Available records Block Start
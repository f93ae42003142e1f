//! CLI integration helpers for multiread.
//!
//! Converts command-line tokens into sources and a [`ReadConfig`]. The
//! `sarge` feature adds `ArgumentType` support for [`SourceArgs`].

use std::path::PathBuf;
use std::sync::Arc;

use crate::config::ReadConfig;
use crate::format::FormatKind;
use crate::io::{FileInput, InputProvider, StdinInput};
use crate::source::Sources;

#[cfg(feature = "sarge")]
mod sarge;

/// Source paths collected from the command line, in the order given.
#[derive(Debug, Clone, Default, PartialEq, Eq)]
pub struct SourceArgs(pub Vec<String>);

impl SourceArgs {
    pub fn new() -> Self {
        Self::default()
    }

    /// Add a source path.
    pub fn with_source(mut self, path: impl Into<String>) -> Self {
        self.0.push(path.into());
        self
    }

    pub fn as_slice(&self) -> &[String] {
        &self.0
    }

    pub fn is_empty(&self) -> bool {
        self.0.is_empty()
    }

    /// Convert into path sources, preserving order.
    pub fn to_sources(&self) -> Sources<PathBuf> {
        Sources::many(self.0.iter().map(PathBuf::from))
    }

    /// Convert into input providers, preserving order.
    ///
    /// `-` reads stdin; every other token is a file path.
    pub fn to_providers(&self) -> Sources<Arc<dyn InputProvider>> {
        Sources::many(self.0.iter().map(|token| -> Arc<dyn InputProvider> {
            if is_stdin(token) {
                Arc::new(StdinInput::new())
            } else {
                Arc::new(FileInput::new(token))
            }
        }))
    }
}

/// Options for a command-line multi-read.
#[derive(Debug, Clone, PartialEq)]
pub struct ReadArgs {
    pub sources: SourceArgs,
    /// Number of worker threads.
    pub nproc: usize,
    /// Explicit format (overrides extension inference).
    pub format: Option<FormatKind>,
    pub verbose: bool,
}

impl Default for ReadArgs {
    fn default() -> Self {
        Self {
            sources: SourceArgs::default(),
            nproc: 1,
            format: None,
            verbose: false,
        }
    }
}

impl ReadArgs {
    /// Build the read configuration described by these arguments.
    pub fn to_config(&self) -> ReadConfig {
        let mut config = ReadConfig::new()
            .with_nproc(self.nproc)
            .with_verbose(self.verbose);
        config.table.format = self.format;
        config
    }
}

/// Whether a source token names stdin (`-` or `stdin`).
pub fn is_stdin(token: &str) -> bool {
    token == "-" || token.eq_ignore_ascii_case("stdin")
}

/// Parse a worker count; zero and non-numbers are rejected.
pub fn parse_nproc(s: &str) -> Option<usize> {
    s.trim().parse::<usize>().ok().filter(|n| *n > 0)
}

/// Parse a format string into a FormatKind.
pub fn parse_format(s: &str) -> Option<FormatKind> {
    FormatKind::from_str(s.trim())
}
Available records Block End
Assignment: Your answer must be the lines above from the one containing "pub fn new()" to the one containing "a file path.", both included, restated word for word.

Response to this task:
    pub fn new() -> Self {
        Self::default()
    }

    /// Add a source path.
    pub fn with_source(mut self, path: impl Into<String>) -> Self {
        self.0.push(path.into());
        self
    }

    pub fn as_slice(&self) -> &[String] {
        &self.0
    }

    pub fn is_empty(&self) -> bool {
        self.0.is_empty()
    }

    /// Convert into path sources, preserving order.
    pub fn to_sources(&self) -> Sources<PathBuf> {
        Sources::many(self.0.iter().map(PathBuf::from))
    }

    /// Convert into input providers, preserving order.
    ///
    /// `-` reads stdin; every other token is a file path.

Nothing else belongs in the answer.